An excellent opportunity to study the problem as to “choosing” by the female is furnished by the mutant races of Drosophila, some of which, differing in a single mutant gene, have wings as different in coloration as black, yellow, or gray, and eyes as differently colored as white, vermilion, or red. Sturtevant put a yellow female with a gray (wild-type) male and a yellow male. The male that first mated was noted and the trio discarded. The female “chose” the gray males 25 times and the yellow only 8 times. In the control combination, where a gray female “chose” between the same two kinds of males, she took the gray male 60 times and the yellow male 12 times. In both cases it “appears” that the female “prefers” the gray male, but this deduction may give an entirely wrong impression as to what is taking place, for the result would be the same in kind if the gray male were more active and mated quicker. This was tested by putting a gray and a yellow female with a gray male and then for control a gray and a yellow female with a yellow male. The result was as follows:
| Red ♂ | {Gray ♀ | 25 | Yellow ♂ | {Gray ♀ | 12 | |
| {Yellow ♀ | 31 | {Yellow ♀ | 30 |
Here the gray male mated slightly oftener with the yellow female than with the other, whereas the yellow male mated much oftener with the yellow female than with the gray one. Both results are explicable on the view that the yellow female, being less active, is more easily captured by the yellow male than is the gray female. This view fits in also with the former experiment, where the yellow male is much less successful than the more active gray male. Such a conclusion gives a more consistent explanation of all the facts than does the theory of female choice, for on the latter we must suppose that the yellow females prefer the gray males and the yellow male prefers the yellow females, etc.

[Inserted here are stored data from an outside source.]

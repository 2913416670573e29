use std::str::FromStr;
use std::time::Duration;

use sqlx::sqlite::{SqliteConnectOptions, SqlitePool, SqlitePoolOptions};
use thiserror::Error;
use tracing::{debug, info};

use shared_config::AppConfig;

pub type DbPool = SqlitePool;

static MIGRATOR: sqlx::migrate::Migrator = sqlx::migrate!("./migrations");

#[derive(Error, Debug)]
pub enum DatabaseError {
    #[error("Connection failed: {0}")]
    Connection(#[from] sqlx::Error),

    #[error("Migration failed: {0}")]
    Migration(#[from] sqlx::migrate::MigrateError),
}

/// Shared handler state: configuration plus the connection pool.
#[derive(Debug, Clone)]
pub struct AppState {
    pub config: AppConfig,
    pub db: DbPool,
}

impl AppState {
    pub fn new(config: AppConfig, db: DbPool) -> Self {
        Self { config, db }
    }

    /// Connects to `config.database_url` and applies pending migrations.
    pub async fn initialize(config: AppConfig) -> Result<Self, DatabaseError> {
        let db = connect(&config.database_url).await?;
        run_migrations(&db).await?;
        Ok(Self::new(config, db))
    }
}

fn is_in_memory(database_url: &str) -> bool {
    database_url.contains(":memory:") || database_url.contains("mode=memory")
}

pub async fn connect(database_url: &str) -> Result<DbPool, DatabaseError> {
    debug!("Connecting to {}", database_url);

    let options = SqliteConnectOptions::from_str(database_url)?
        .create_if_missing(true)
        .foreign_keys(true);

    // Every in-memory connection is its own database, so the pool is pinned
    // to a single connection that never expires.
    let pool_options = if is_in_memory(database_url) {
        SqlitePoolOptions::new()
            .max_connections(1)
            .min_connections(1)
            .idle_timeout(None)
            .max_lifetime(None)
    } else {
        SqlitePoolOptions::new()
            .max_connections(5)
            .acquire_timeout(Duration::from_secs(5))
    };

    let pool = pool_options.connect_with(options).await?;
    Ok(pool)
}

pub async fn run_migrations(pool: &DbPool) -> Result<(), DatabaseError> {
    MIGRATOR.run(pool).await?;
    info!("Database migrations applied");
    Ok(())
}
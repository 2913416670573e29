//! Static role/permission table.

use std::fmt;
use std::str::FromStr;

use crate::auth::Role;

const ADMIN_ONLY: &[Role] = &[Role::Administrator];
const STAFF: &[Role] = &[Role::Administrator, Role::Doctor];
const DOCTOR_ONLY: &[Role] = &[Role::Doctor];
const PATIENT_ONLY: &[Role] = &[Role::Patient];
const EVERYONE: &[Role] = &[Role::Administrator, Role::Doctor, Role::Patient];

#[derive(Debug, Clone, Copy, PartialEq, Eq, Hash)]
pub enum Permission {
    ManageUsers,
    ViewPatients,
    ManagePatients,
    DeletePatients,
    ViewOwnRecords,
    BookAppointment,
    ManageAppointments,
    DeleteAppointments,
    ManageAvailability,
    ViewAvailability,
    WriteMedicalNotes,
    ReadMedicalNotes,
    ManageFaq,
    AskQuestion,
    ViewStatistics,
    ManageOwnSettings,
}

impl Permission {
    pub const ALL: [Permission; 16] = [
        Permission::ManageUsers,
        Permission::ViewPatients,
        Permission::ManagePatients,
        Permission::DeletePatients,
        Permission::ViewOwnRecords,
        Permission::BookAppointment,
        Permission::ManageAppointments,
        Permission::DeleteAppointments,
        Permission::ManageAvailability,
        Permission::ViewAvailability,
        Permission::WriteMedicalNotes,
        Permission::ReadMedicalNotes,
        Permission::ManageFaq,
        Permission::AskQuestion,
        Permission::ViewStatistics,
        Permission::ManageOwnSettings,
    ];

    pub fn as_str(&self) -> &'static str {
        match self {
            Permission::ManageUsers => "manage_users",
            Permission::ViewPatients => "view_patients",
            Permission::ManagePatients => "manage_patients",
            Permission::DeletePatients => "delete_patients",
            Permission::ViewOwnRecords => "view_own_records",
            Permission::BookAppointment => "book_appointment",
            Permission::ManageAppointments => "manage_appointments",
            Permission::DeleteAppointments => "delete_appointments",
            Permission::ManageAvailability => "manage_availability",
            Permission::ViewAvailability => "view_availability",
            Permission::WriteMedicalNotes => "write_medical_notes",
            Permission::ReadMedicalNotes => "read_medical_notes",
            Permission::ManageFaq => "manage_faq",
            Permission::AskQuestion => "ask_question",
            Permission::ViewStatistics => "view_statistics",
            Permission::ManageOwnSettings => "manage_own_settings",
        }
    }
}

impl fmt::Display for Permission {
    fn fmt(&self, f: &mut fmt::Formatter<'_>) -> fmt::Result {
        f.write_str(self.as_str())
    }
}

impl FromStr for Permission {
    type Err = String;

    fn from_str(s: &str) -> Result<Self, Self::Err> {
        Permission::ALL
            .iter()
            .copied()
            .find(|permission| permission.as_str() == s)
            .ok_or_else(|| format!("Unknown permission: {}", s))
    }
}

/// Roles allowed to exercise `permission`.
pub fn roles_for(permission: Permission) -> &'static [Role] {
    match permission {
        Permission::ManageUsers => ADMIN_ONLY,
        Permission::ViewPatients => STAFF,
        Permission::ManagePatients => STAFF,
        Permission::DeletePatients => ADMIN_ONLY,
        Permission::ViewOwnRecords => PATIENT_ONLY,
        Permission::BookAppointment => EVERYONE,
        Permission::ManageAppointments => STAFF,
        Permission::DeleteAppointments => ADMIN_ONLY,
        Permission::ManageAvailability => STAFF,
        Permission::ViewAvailability => EVERYONE,
        Permission::WriteMedicalNotes => DOCTOR_ONLY,
        Permission::ReadMedicalNotes => STAFF,
        Permission::ManageFaq => ADMIN_ONLY,
        Permission::AskQuestion => EVERYONE,
        Permission::ViewStatistics => ADMIN_ONLY,
        Permission::ManageOwnSettings => EVERYONE,
    }
}

pub fn is_admin(role: Role) -> bool {
    role == Role::Administrator
}

pub fn has_permission(role: Role, permission: Permission) -> bool {
    roles_for(permission).contains(&role)
}

pub fn user_has_all_permissions(role: Role, permissions: &[Permission]) -> bool {
    permissions.iter().all(|permission| has_permission(role, *permission))
}

pub fn user_has_any_permission(role: Role, permissions: &[Permission]) -> bool {
    permissions.iter().any(|permission| has_permission(role, *permission))
}

/// Every permission granted to `role`, in table order.
pub fn permissions_for(role: Role) -> Vec<Permission> {
    Permission::ALL
        .iter()
        .copied()
        .filter(|permission| has_permission(role, *permission))
        .collect()
}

The following results were obtained by Sturtevant when red and white eyed flies were competing:
| Red ♂ | {Red ♀ | 54 | Red ♀ | {Red ♂ | 53 | |
| {White ♀ | 82 | {White ♂ | 14 | |||
| White ♂ | {Red ♀ | 40 | White ♀ | {Red ♂ | 62 | |
| {White ♀ | 93 | {White ♂ | 19 |
The outcome can be interpreted in the same way as the yellow-gray competition. The red male wins by virtue of his greater activity, while the white female is chosen more often, especially by the white male, because of her passivity (or weaker resistance). It may be claimed that these results do not show that the female does not choose, for such choice, if made, would be swamped by another condition of the experiment, viz, the greater aggressiveness of one kind of male and greater passivity of the other kind of female. This, of course, is true, but the experiment still shows that in these flies other influences are so much greater than “choice” by the female, if it exists, that the postulated effect of the latter practically disappears from the situation.